Many, many years ago, I designed trusses. Sheetrock cracks were a nightmare, and the trusses were always blamed until the fix I initially posted was introduced. Admittedly, I have never set a truss in my life, so I am sure there are applications on the job I am not familiar with and I'm sure that field practices have changed since 2004, when I last worked as a truss designer.

Having said that, Simpson has come up with a variety of ways to secure trusses to bearings when the need arises for whatever reason. I took a screen shot of a few of those methods. Non-bearing walls and bearing interior bearing walls are two different animals, but when cases of permanent camber or deflection become evident sometimes remedies need to be applied. Securing a truss to an interior BEARING wall below was a remedy we used way back when.
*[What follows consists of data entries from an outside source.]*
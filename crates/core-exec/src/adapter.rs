//! Runtime Adapter (spec.md §6 "Adapter surface"): the host-facing seam
//! wrapping one compiled program's [`RuntimeState`] and exposing the two
//! operations a host actually calls, `signal` and `swap_program`, plus a
//! stub `event` kept for symmetry with host event pipelines spec.md §6
//! notes are "not yet part of the core".
//!
//! Fatal programming errors inside a frame surface as `RuntimeFault`
//! (typed, precise); construction and hot-swap failures at this boundary
//! use `anyhow`, matching the teacher's convention of `anyhow` at outer
//! seams and a precise typed error at the core (spec.md §4.13 / §9).

use anyhow::Context;

use core_field::AttributeStreams;
use core_hotswap::{HotSwapEngine, RuntimeState};
use core_model::{CompiledProgram, PlaybackMode, RenderFrame};

use crate::debug_probe::ProbeStore;
use crate::executor::execute_frame;

/// Non-program host knobs carried alongside a `signal` call. Distinct from
/// [`core_config::HostConfig`]'s `animrt.toml`-sourced defaults: this is the
/// live per-call value a host may resize every frame, not a load-time
/// default.
#[derive(Debug, Clone, Copy, PartialEq)]
pub struct Viewport {
    pub w: u32,
    pub h: u32,
    pub dpr: f32,
}

/// Everything `signal` needs from the host beyond the absolute clock
/// reading (spec.md §6: "`runtimeCtx` carries viewport `{w, h, dpr}`").
#[derive(Debug, Clone, Copy, PartialEq)]
pub struct RuntimeCtx {
    pub viewport: Viewport,
    pub mode: PlaybackMode,
}

/// Placeholder host event type. The core does not yet interpret any host
/// event; [`RuntimeAdapter::event`] exists only so a host can wire its
/// input pipeline against a stable method signature ahead of that work.
#[derive(Debug, Clone, Copy, PartialEq, Eq)]
pub struct HostEvent;

/// Owns one compiled program's runtime and is the only thing a host talks
/// to. Never interleaves `signal` with `swap_program` — spec.md §5 requires
/// hot-swap to happen strictly between frames, which holding `&mut self`
/// across both methods enforces at the type level.
pub struct RuntimeAdapter {
    program: CompiledProgram,
    runtime: RuntimeState,
    probes: ProbeStore,
    attributes: AttributeStreams,
}

impl RuntimeAdapter {
    /// Allocate a fresh runtime for `program` (spec.md §4.11 step 1).
    pub fn new(program: CompiledProgram) -> anyhow::Result<Self> {
        let runtime = RuntimeState::allocate(&program).context("allocating runtime state")?;
        Ok(Self {
            program,
            runtime,
            probes: ProbeStore::new(),
            attributes: AttributeStreams::new(),
        })
    }

    /// Replace named per-element source streams a `FieldRecipe::SourceTag`
    /// may reference. Not part of the compiled program or the preserved
    /// hot-swap surface; a host updates these out of band (e.g. audio
    /// analysis buffers, sensor feeds).
    pub fn set_attribute(&mut self, name: impl Into<String>, values: Vec<f64>) {
        self.attributes.insert(name.into(), values);
    }

    /// Advance one frame and return its `RenderFrame` (spec.md §6
    /// `signal(tAbsMs, runtimeCtx) → RenderFrame`).
    pub fn signal(&mut self, t_abs_ms: f64, ctx: RuntimeCtx) -> Result<RenderFrame, core_model::RuntimeFault> {
        let span = tracing::trace_span!(
            "exec.frame",
            t_abs_ms,
            w = ctx.viewport.w,
            h = ctx.viewport.h,
            dpr = ctx.viewport.dpr,
        );
        let _enter = span.enter();
        match execute_frame(
            &self.program,
            &mut self.runtime,
            &mut self.probes,
            &self.attributes,
            t_abs_ms,
            ctx.mode,
        ) {
            Ok(frame) => Ok(frame),
            Err(fault) => {
                tracing::error!(target: "exec.frame", error = %fault, "frame_failed");
                Err(fault)
            }
        }
    }

    /// Stub host event sink (spec.md §6: "A stub `event(hostEvent) → []`
    /// exists for symmetry with host event pipelines that are not yet part
    /// of the core"). Always returns no results.
    pub fn event(&mut self, _host_event: HostEvent) -> Vec<()> {
        Vec::new()
    }

    /// Replace the running program with a recompiled version, preserving
    /// state and time continuity (spec.md §4.11). On failure the adapter
    /// keeps running the previous program unchanged (spec.md §7 "hot-swap
    /// failure modes are confined").
    pub fn swap_program(&mut self, new_program: CompiledProgram) -> anyhow::Result<()> {
        let new_runtime = HotSwapEngine::swap(&self.runtime, &self.program, &new_program)
            .context("hot-swapping runtime state")?;
        self.runtime = new_runtime;
        self.program = new_program;
        Ok(())
    }

    /// Read back a named debug probe's latest summary.
    pub fn probe(&self, name: &str) -> core_model::ProbeSummary {
        self.probes.read(name)
    }

    pub fn program(&self) -> &CompiledProgram {
        &self.program
    }
}

#[cfg(test)]
mod tests {
    use super::*;
    use core_model::{
        BankSizes, ConstPool, DebugMetadata, Domain, OutputSpec, Schedule, SlotId, StableKey,
        StateCellMeta, StateLayout, StorageClass, TimeModel, World,
    };
    use std::collections::HashMap;

    fn ctx() -> RuntimeCtx {
        RuntimeCtx {
            viewport: Viewport { w: 640, h: 480, dpr: 1.0 },
            mode: PlaybackMode::Playback,
        }
    }

    fn minimal_program() -> CompiledProgram {
        let t_abs = SlotId(0);
        let t_model = SlotId(1);
        let out = SlotId(2);
        CompiledProgram {
            time_model: TimeModel::Infinite,
            slots: vec![
                core_model::SlotMeta::new(t_abs, StorageClass::F64, 0, World::Special, Domain::Float),
                core_model::SlotMeta::new(t_model, StorageClass::F64, 1, World::Special, Domain::Float),
                core_model::SlotMeta::new(out, StorageClass::Object, 0, World::Special, Domain::RenderTree),
            ],
            state_layout: StateLayout::default(),
            const_pool: ConstPool::new(),
            signal_table: vec![],
            field_table: vec![],
            event_table: vec![],
            schedule: Schedule {
                steps: vec![core_model::Step {
                    id: core_model::StepId(0),
                    kind: core_model::StepKind::RenderAssemble(core_model::AssembleSpec {
                        pass_slots: vec![],
                        clear: core_model::ClearSpec::None,
                        out_slot: out,
                    }),
                }],
            },
            initial_slot_values: HashMap::new(),
            output: OutputSpec { primary_output_slot: out },
            debug: DebugMetadata::default(),
            t_abs_slot: t_abs,
            t_model_slot: t_model,
            phase_slot: None,
            progress_slot: None,
            wrap_event_slot: None,
        }
    }

    #[test]
    fn signal_advances_the_frame_counter() {
        let mut adapter = RuntimeAdapter::new(minimal_program()).unwrap();
        adapter.signal(0.0, ctx()).unwrap();
        adapter.signal(16.0, ctx()).unwrap();
        assert_eq!(adapter.runtime.frame_id, 2);
    }

    #[test]
    fn event_stub_always_returns_empty() {
        let mut adapter = RuntimeAdapter::new(minimal_program()).unwrap();
        assert!(adapter.event(HostEvent).is_empty());
    }

    #[test]
    fn swap_program_preserves_state_and_time_across_frames() {
        let mut program = minimal_program();
        let key = StableKey::new("n1", "acc");
        program.state_layout = StateLayout {
            cells: vec![StateCellMeta {
                key: key.clone(),
                storage: StorageClass::F64,
                offset: 0,
                size: 1,
                initial_const_id: None,
            }],
            bank_sizes: BankSizes { f64_len: 1, f32_len: 0, i32_len: 0 },
        };

        let mut adapter = RuntimeAdapter::new(program.clone()).unwrap();
        adapter.signal(0.0, ctx()).unwrap();
        adapter.runtime.state_buffer.f64_slice_mut(&key_cell(&program, &key))[0] = 9.0;

        let new_program = program.clone();
        adapter.swap_program(new_program.clone()).unwrap();

        assert_eq!(adapter.runtime.frame_id, 1);
        assert_eq!(
            adapter.runtime.state_buffer.f64_slice(&key_cell(&new_program, &key)),
            &[9.0]
        );
    }

    fn key_cell(program: &CompiledProgram, key: &StableKey) -> StateCellMeta {
        program.state_layout.find(key).unwrap().clone()
    }
}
We always advised our clients to stay away from interior non-bearing ways to keep from interfering with the transferal of forces through the truss webs/chords. 

Another remedy I didn't mention was attaching a straight 2x board to the bottom chord of a truss to provide a level surface to counteract permanent bows in the truss chords (similar to splicing repairs used for cracked or broken chords). 

I did not overlook the last sentence, when I posted the clip of the article you posted because I was trying to draw attention to the initial diagram I'd posted to clarify the drawing introducing this conversation from the get-go. 









I'll bet you offer a lively debate when the topic is politics, huh? :laughing:

That's cool. Communication is a good teacher. Happy Memorial Day!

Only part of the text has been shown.